Some of the proposals that were removed would have allowed people with no college degrees to teach; allowed entities other than school districts to operate charter schools; and made issues including choice of health care providers, the school calendar and the layoff or reassignment of staff prohibited subjects of bargaining.

"Senator Burke and Representative Gard deserve a great deal of credit for removing these onerous provisions," WEAC President Terry Craney said. "We would especially like to thank Senator Burke who made removal of anti-public education items his top priority in negotiations.

"The Joint Committee on Finance heard the education community's testimony at public hearings throughout the state," Craney said. "Educators, administrators, parents and school board members made the case for removing these harmful ideas from the budget."

Craney cautioned that removal of the non-fiscal policy items does not mean the proposals are dead.

"These ideas could be reinstated in the budget at a later time," he said. "WEAC and other education groups will continue to monitor the budget very closely to make sure these items stay out of the budget."

Craney said the proposals could also be introduced as separate bills, meaning they go through the normal legislative committee process and receive greater public scrutiny.
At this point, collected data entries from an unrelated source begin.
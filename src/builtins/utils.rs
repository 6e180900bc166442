// Copyright (c) Microsoft Corporation.
// Licensed under the MIT License.

use crate::builtins::BuiltinContext;
use crate::number::Number;
use crate::value::{Term, Value};
use crate::Rc;

use std::collections::{BTreeMap, BTreeSet};

use anyhow::Result;

pub fn ensure_args_count(ctx: &BuiltinContext, args: &[Value], expected: usize) -> Result<()> {
    if args.len() != expected {
        if expected == 1 {
            return Err(ctx.error("expects 1 argument"));
        }
        return Err(ctx.error(format!("expects {expected} arguments")));
    }
    Ok(())
}

pub fn ensure_numeric(ctx: &BuiltinContext, v: &Value) -> Result<Number> {
    Ok(match &v {
        Value::Number(n) => n.clone(),
        _ => return Err(ctx.error(format!("expects numeric argument. Got `{v}` instead"))),
    })
}

pub fn ensure_integer(ctx: &BuiltinContext, v: &Value) -> Result<i64> {
    let n = ensure_numeric(ctx, v)?;
    match n.as_i64() {
        Some(i) => Ok(i),
        None => Err(ctx.error(format!("expects integer argument. Got `{v}` instead"))),
    }
}

pub fn ensure_string(ctx: &BuiltinContext, v: &Value) -> Result<Rc<str>> {
    Ok(match &v {
        Value::String(s) => s.clone(),
        _ => return Err(ctx.error(format!("expects string argument. Got `{v}` instead"))),
    })
}

pub fn ensure_string_element<'a>(ctx: &BuiltinContext, v: &'a Term, idx: usize) -> Result<&'a str> {
    Ok(match &v.value {
        Value::String(s) => s.as_ref(),
        _ => {
            return Err(ctx.error(format!(
                "expects string collection. Element {idx} is not a string."
            )))
        }
    })
}

pub fn ensure_string_collection<'a>(ctx: &BuiltinContext, v: &'a Value) -> Result<Vec<&'a str>> {
    let mut collection = vec![];
    match &v {
        Value::Array(a) => {
            for (idx, elem) in a.iter().enumerate() {
                collection.push(ensure_string_element(ctx, elem, idx)?);
            }
        }
        Value::Set(s) => {
            for (idx, elem) in s.iter().enumerate() {
                collection.push(ensure_string_element(ctx, elem, idx)?);
            }
        }
        _ => return Err(ctx.error("expects array/set of strings.")),
    }
    Ok(collection)
}

pub fn ensure_array<'a>(ctx: &BuiltinContext, v: &'a Value) -> Result<&'a Rc<Vec<Term>>> {
    Ok(match v {
        Value::Array(a) => a,
        _ => return Err(ctx.error(format!("expects array argument. Got `{v}` instead"))),
    })
}

pub fn ensure_set<'a>(ctx: &BuiltinContext, v: &'a Value) -> Result<&'a Rc<BTreeSet<Term>>> {
    Ok(match v {
        Value::Set(s) => s,
        _ => return Err(ctx.error(format!("expects set argument. Got `{v}` instead"))),
    })
}

pub fn ensure_object<'a>(
    ctx: &BuiltinContext,
    v: &'a Value,
) -> Result<&'a Rc<BTreeMap<Term, Term>>> {
    Ok(match v {
        Value::Object(o) => o,
        _ => return Err(ctx.error(format!("expects object argument. Got `{v}` instead"))),
    })
}

/// Elements of an array or set, in order.
pub fn ensure_collection<'a>(ctx: &BuiltinContext, v: &'a Value) -> Result<Vec<&'a Value>> {
    Ok(match v {
        Value::Array(a) => a.iter().map(|t| &t.value).collect(),
        Value::Set(s) => s.iter().map(|t| &t.value).collect(),
        _ => return Err(ctx.error(format!("expects array/set argument. Got `{v}` instead"))),
    })
}
pub mod chart;
pub mod config;
pub mod error;
pub mod export;
pub mod form;
pub mod logging;
pub mod model;
pub mod units;

pub use config::FormDefaults;
pub use error::{InputError, USER_ERROR_MESSAGE};
pub use form::{CalibratorForm, Field, Plot};
pub use model::{compute, drag_force, BuoyancyCurve, BuoyancyParameters, Intermediates};
pub use units::Environment;
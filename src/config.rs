//! Documented defaults for the optional calibrator inputs.
//!
//! The form and the model disagree on the drag coefficient default; both
//! values are kept under separate names.

use std::path::Path;

use serde::{Deserialize, Serialize};
use thiserror::Error;

use crate::units::{Environment, FRESH_WATER};

pub const DEFAULT_DEPTH: f64 = 10.0;
pub const DEFAULT_EQUIP_WEIGHT: f64 = 3.0;
pub const DEFAULT_DENSITY: f64 = FRESH_WATER.density;
pub const DEFAULT_GRAVITY: f64 = FRESH_WATER.gravity;
pub const DEFAULT_P0: f64 = FRESH_WATER.p0;

/// Drag coefficient pre-filled in the input form.
pub const DEFAULT_FORM_DRAG_COEFFICIENT: f64 = 0.4;

/// Drag coefficient used when the model is called without one.
pub const DEFAULT_MODEL_DRAG_COEFFICIENT: f64 = 0.3;

pub const DEFAULT_SAMPLE_COUNT: usize = 100;

/// Upper end of the sampled velocity range, in m/s.
pub const MAX_VELOCITY: f64 = 1.4;

#[derive(Debug, Error)]
pub enum ConfigError {
    #[error("unable to read defaults file {path}")]
    Read {
        path: String,
        #[source]
        source: std::io::Error,
    },

    #[error("defaults file {path} is not valid JSON")]
    Parse {
        path: String,
        #[source]
        source: serde_json::Error,
    },
}

/// Values substituted for empty optional form fields.
#[derive(Debug, Clone, Copy, PartialEq, Serialize, Deserialize)]
#[serde(default)]
pub struct FormDefaults {
    pub depth: f64,
    pub equip_weight: f64,
    pub density: f64,
    pub gravity: f64,
    pub drag_coefficient: f64,
    pub p0: f64,
}

impl Default for FormDefaults {
    fn default() -> Self {
        Self {
            depth: DEFAULT_DEPTH,
            equip_weight: DEFAULT_EQUIP_WEIGHT,
            density: DEFAULT_DENSITY,
            gravity: DEFAULT_GRAVITY,
            drag_coefficient: DEFAULT_FORM_DRAG_COEFFICIENT,
            p0: DEFAULT_P0,
        }
    }
}

impl FormDefaults {
    /// Read defaults from a JSON file. Keys missing from the file keep their
    /// documented value.
    pub fn load<P: AsRef<Path>>(path: P) -> Result<Self, ConfigError> {
        let path = path.as_ref();
        let text = std::fs::read_to_string(path).map_err(|source| ConfigError::Read {
            path: path.display().to_string(),
            source,
        })?;
        Self::from_json(&text).map_err(|source| ConfigError::Parse {
            path: path.display().to_string(),
            source,
        })
    }

    /// Replace the fluid and surface pressure defaults with `env`.
    pub fn with_environment(self, env: Environment) -> Self {
        Self {
            density: env.density,
            gravity: env.gravity,
            p0: env.p0,
            ..self
        }
    }

    pub fn from_json(text: &str) -> Result<Self, serde_json::Error> {
        serde_json::from_str(text)
    }

    /// Like [`FormDefaults::load`], falling back to the documented defaults.
    pub fn load_or_default<P: AsRef<Path>>(path: P) -> Self {
        match Self::load(path) {
            Ok(defaults) => {
                log::debug!("Loaded form defaults: {:?}", defaults);
                defaults
            }
            Err(err) => {
                log::warn!("{err}, using built-in defaults");
                Self::default()
            }
        }
    }
}

#[cfg(test)]
mod tests {
    use super::*;

    #[test]
    fn sea_water_preset_keeps_diver_defaults() {
        let defaults = FormDefaults::default().with_environment(crate::units::SEA_WATER);
        assert_eq!(defaults.density, 1025.0);
        assert_eq!(defaults.p0, 101_325.0);
        assert_eq!(defaults.depth, 10.0);
        assert_eq!(defaults.drag_coefficient, 0.4);
    }

    #[test]
    fn documented_defaults() {
        let defaults = FormDefaults::default();
        assert_eq!(defaults.depth, 10.0);
        assert_eq!(defaults.equip_weight, 3.0);
        assert_eq!(defaults.density, 1000.0);
        assert_eq!(defaults.gravity, 9.8);
        assert_eq!(defaults.drag_coefficient, 0.4);
        assert_eq!(defaults.p0, 101_325.0);
    }

    #[test]
    fn drag_defaults_stay_distinct() {
        assert_ne!(DEFAULT_FORM_DRAG_COEFFICIENT, DEFAULT_MODEL_DRAG_COEFFICIENT);
    }

    #[test]
    fn partial_json_keeps_remaining_defaults() {
        let defaults = FormDefaults::from_json(r#"{ "density": 1025.0, "depth": 18 }"#).unwrap();
        assert_eq!(defaults.density, 1025.0);
        assert_eq!(defaults.depth, 18.0);
        assert_eq!(defaults.gravity, 9.8);
        assert_eq!(defaults.drag_coefficient, 0.4);
    }

    #[test]
    fn missing_file_falls_back() {
        let path = std::env::temp_dir().join("nbcalibrator-no-such-defaults.json");
        assert!(matches!(FormDefaults::load(&path), Err(ConfigError::Read { .. })));
        assert_eq!(FormDefaults::load_or_default(&path), FormDefaults::default());
    }

    #[test]
    fn malformed_file_is_a_parse_error() {
        let dir = std::env::temp_dir().join("nbcalibrator-config-test");
        std::fs::create_dir_all(&dir).unwrap();
        let path = dir.join("broken.json");
        std::fs::write(&path, "{ depth: ").unwrap();
        assert!(matches!(FormDefaults::load(&path), Err(ConfigError::Parse { .. })));
        assert_eq!(FormDefaults::load_or_default(&path), FormDefaults::default());
    }
}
This process can help determine whether these policy initiatives will put kids in classrooms that work, maintain quality staff in schools and benefit everyone in the community.

"These are major policy changes that deserve full public debate," he said. "They should not be a few items in a budget containing thousands of proposals."

One education item that was not removed from the budget would set specific dates for school districts to hold referendums.

"We will continue to work to make sure that proposal is not in the final budget," Craney said.

Education policy items removed from the budget include:

Employment Relations Commission:

  • Creation of various prohibited subjects of bargaining relating to the choice of health care provider, redefinition of QEO health benefits so that only substantially similar benefits be offered and the reassignment of staff when charter schools are created, low performing schools are closed, districts consolidate or when educational services are subcontracted.

Public Instruction - Categorical Aids:

  • Changes to the special education process that cut out parents, regular education and special education teachers from having input in the final placement of kids in special education programs.
  • Repeal of requirement that bilingual education be taught by a bilingual teacher.
  • All language dealing with the "expanded flexibility" charter districts where "above average" districts are exempt from DPI laws.
  • All language dealing with the pay-for-performance system that would tie teacher pay to student performance.

Public Instruction - Charter and Vouchers:

  • Giving CESAs, UW and WTCS campuses authority to create charter schools statewide.
  • Changes to voucher notification dates (minor technical change).

Public Instruction - Assessments and licensing:

  • All of the governor's initiatives to alternatively certify teachers so that anyone with either five years of work-related experience, no bachelors degree or five years of military service could teach.
  • Statutory changes in the levels of licensure and other new teacher license revocation law changes.

Public Instruction - School District Operations:

  • School board school closing authority allowing boards to close "low-performing" schools and reassign staff.
  • Subcontracting of educational services statewide.
  • Changes to school start date hearings and the governor's commission to study start date issues.
  • 60-day layoff authority given to administrators after school districts consolidate.
  • Reporting on low-performing schools and other performance reports.

Public Instruction - Administrative and Other Funding:

  • Committee to review DPI rules to determine if they "impede progress toward reform."
  • Restrictions on vocational education and distance education rule-making authority of the DPI.
  • Charter school audit authority (minor technical item).

WTCS:

  • Prior approval by state WTCS board of local board courses.
  • Changes to various grant programs within WTCS.
  • Alternative certification of instructors at WTCS campuses.